After rinsing, the seeds will remain in tanks or containers for approximately one to two days to ferment. This is done in order to clean the bean. The length of time that the beans stay fermenting depends on the temperature outside, the desired profile for the bean, as well as how thickness of the mucilage layer. The process allows for certain bacteria to take over and do its natural thing.
You have probably seen pictures of our beans on outdoor bamboo drying beds. This is where the beans are not laid out in a thin layer as to use the sun to naturally dry the beans. The beans are raked and rotated to create an even amount of drying around the entire bean. The bamboo allows for an even amount of airflow to be present on top and bottom of the bean resulting in an equal distribution of air, which is why they beans are typically on raised beds. The end result of this process is typically referred to as the bean is in the “parchment” stage. In this stage, the beans can be stored for a little while longer than in the green and ready to roast stage.

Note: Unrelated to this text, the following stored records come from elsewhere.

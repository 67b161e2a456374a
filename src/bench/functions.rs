//! Closed-form benchmark functions with known optima.
//!
//! Formulas follow the standard test-function literature; the two-dimensional
//! functions take `v = (x, y)`.
use std::f64::consts::{E, PI};

use ndarray::{Array1, array};

use crate::{
    bench::BenchFunction,
    evaluation::{Objective, ObjectiveError, ObjectiveResult, Point, Pos},
};

/// Ackley: minimum `f(0, 0) = 0` on `[-5, 5]^2`.
#[derive(Debug, Clone, Copy, Default, PartialEq)]
pub struct Ackley;

impl BenchFunction for Ackley {
    fn eval(&self, v: &Pos) -> f64 {
        let (x, y) = (v[0], v[1]);
        -20.0 * (-0.2 * (0.5 * (x * x + y * y)).sqrt()).exp()
            - (0.5 * ((2.0 * PI * x).cos() + (2.0 * PI * y).cos())).exp()
            + 20.0
            + E
    }

    fn bounds(&self) -> (Pos, Pos) {
        (array![-5.0, -5.0], array![5.0, 5.0])
    }

    fn optima(&self) -> Vec<Point> {
        vec![Point::new(array![0.0, 0.0], 0.0)]
    }
}

/// Cross-in-tray: four global minima `f(±1.34941, ±1.34941) = -2.06261` on
/// `[-10, 10]^2`.
#[derive(Debug, Clone, Copy, Default, PartialEq)]
pub struct CrossTray;

impl BenchFunction for CrossTray {
    fn eval(&self, v: &Pos) -> f64 {
        let (x, y) = (v[0], v[1]);
        let inner = (x.sin() * y.sin() * (100.0 - (x * x + y * y).sqrt() / PI).abs().exp()).abs();
        -1e-4 * (inner + 1.0).powf(0.1)
    }

    fn bounds(&self) -> (Pos, Pos) {
        (array![-10.0, -10.0], array![10.0, 10.0])
    }

    fn optima(&self) -> Vec<Point> {
        const X: f64 = 1.34941;
        const VAL: f64 = -2.06261;
        vec![
            Point::new(array![X, -X], VAL),
            Point::new(array![X, X], VAL),
            Point::new(array![-X, X], VAL),
            Point::new(array![-X, -X], VAL),
        ]
    }
}

/// Eggholder: minimum `f(512, 404.2319) = -959.6407` on `[-512, 512]^2`.
#[derive(Debug, Clone, Copy, Default, PartialEq)]
pub struct Eggholder;

impl BenchFunction for Eggholder {
    fn eval(&self, v: &Pos) -> f64 {
        let (x, y) = (v[0], v[1]);
        -(y + 47.0) * (y + x / 2.0 + 47.0).abs().sqrt().sin()
            - x * (x - (y + 47.0)).abs().sqrt().sin()
    }

    fn bounds(&self) -> (Pos, Pos) {
        (array![-512.0, -512.0], array![512.0, 512.0])
    }

    fn optima(&self) -> Vec<Point> {
        vec![Point::new(array![512.0, 404.2319], -959.6407)]
    }
}

/// Hölder table: four global minima `f(±8.05502, ±9.66459) = -19.2085` on
/// `[-10, 10]^2`.
#[derive(Debug, Clone, Copy, Default, PartialEq)]
pub struct HolderTable;

impl BenchFunction for HolderTable {
    fn eval(&self, v: &Pos) -> f64 {
        let (x, y) = (v[0], v[1]);
        -(x.sin() * y.cos() * (1.0 - (x * x + y * y).sqrt() / PI).abs().exp()).abs()
    }

    fn bounds(&self) -> (Pos, Pos) {
        (array![-10.0, -10.0], array![10.0, 10.0])
    }

    fn optima(&self) -> Vec<Point> {
        const X: f64 = 8.05502;
        const Y: f64 = 9.66459;
        const VAL: f64 = -19.2085;
        vec![
            Point::new(array![X, Y], VAL),
            Point::new(array![-X, Y], VAL),
            Point::new(array![X, -Y], VAL),
            Point::new(array![-X, -Y], VAL),
        ]
    }
}

/// Sphere `f(x) = Σ x_i²` in `dim` dimensions: minimum `0` at the origin on
/// `[-5, 5]^dim`.
#[derive(Debug, Clone, Copy, PartialEq)]
pub struct Sphere {
    pub dim: usize,
}

impl Sphere {
    pub fn new(dim: usize) -> Self {
        Self { dim }
    }
}

impl Default for Sphere {
    fn default() -> Self {
        Self::new(2)
    }
}

impl BenchFunction for Sphere {
    fn eval(&self, v: &Pos) -> f64 {
        v.dot(v)
    }

    fn bounds(&self) -> (Pos, Pos) {
        (Array1::from_elem(self.dim, -5.0), Array1::from_elem(self.dim, 5.0))
    }

    fn optima(&self) -> Vec<Point> {
        vec![Point::new(Array1::zeros(self.dim), 0.0)]
    }
}

/// Borrowing [`Objective`] view of a benchmark function.
///
/// Rejects coordinate vectors whose length differs from the function's
/// bounds instead of indexing out of range.
#[derive(Debug, Clone, Copy)]
pub struct BenchObjective<'a, F: ?Sized>(pub &'a F);

impl<F: BenchFunction + ?Sized> Objective for BenchObjective<'_, F> {
    fn objective(&self, v: &Pos) -> ObjectiveResult<f64> {
        let expected = self.0.dim();
        if v.len() != expected {
            return Err(ObjectiveError::DimensionMismatch { expected, found: v.len() });
        }
        Ok(self.0.eval(v))
    }
}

The beans are then transferred to a hulling machine where the parchment is removed. The machines then take the green bean out of the shell and grade it into two separate qualities: Grade A and Grade B. There are sizing sheets that allow the smaller beans to slip through and are placed in a separate container than Grade A beans. The parchment is also kept to be utilized as compost and typically is taken back up to the hills to be placed at the root of the coffee tree. Any damaged or irregularly shaped beans that made it through the previous checks are filtered out at this stage to ensure those buying our Grade A products are getting nothing but the best. There are about 50 or so individuals that grade at this stage before sent to the grading machine for a final size grade.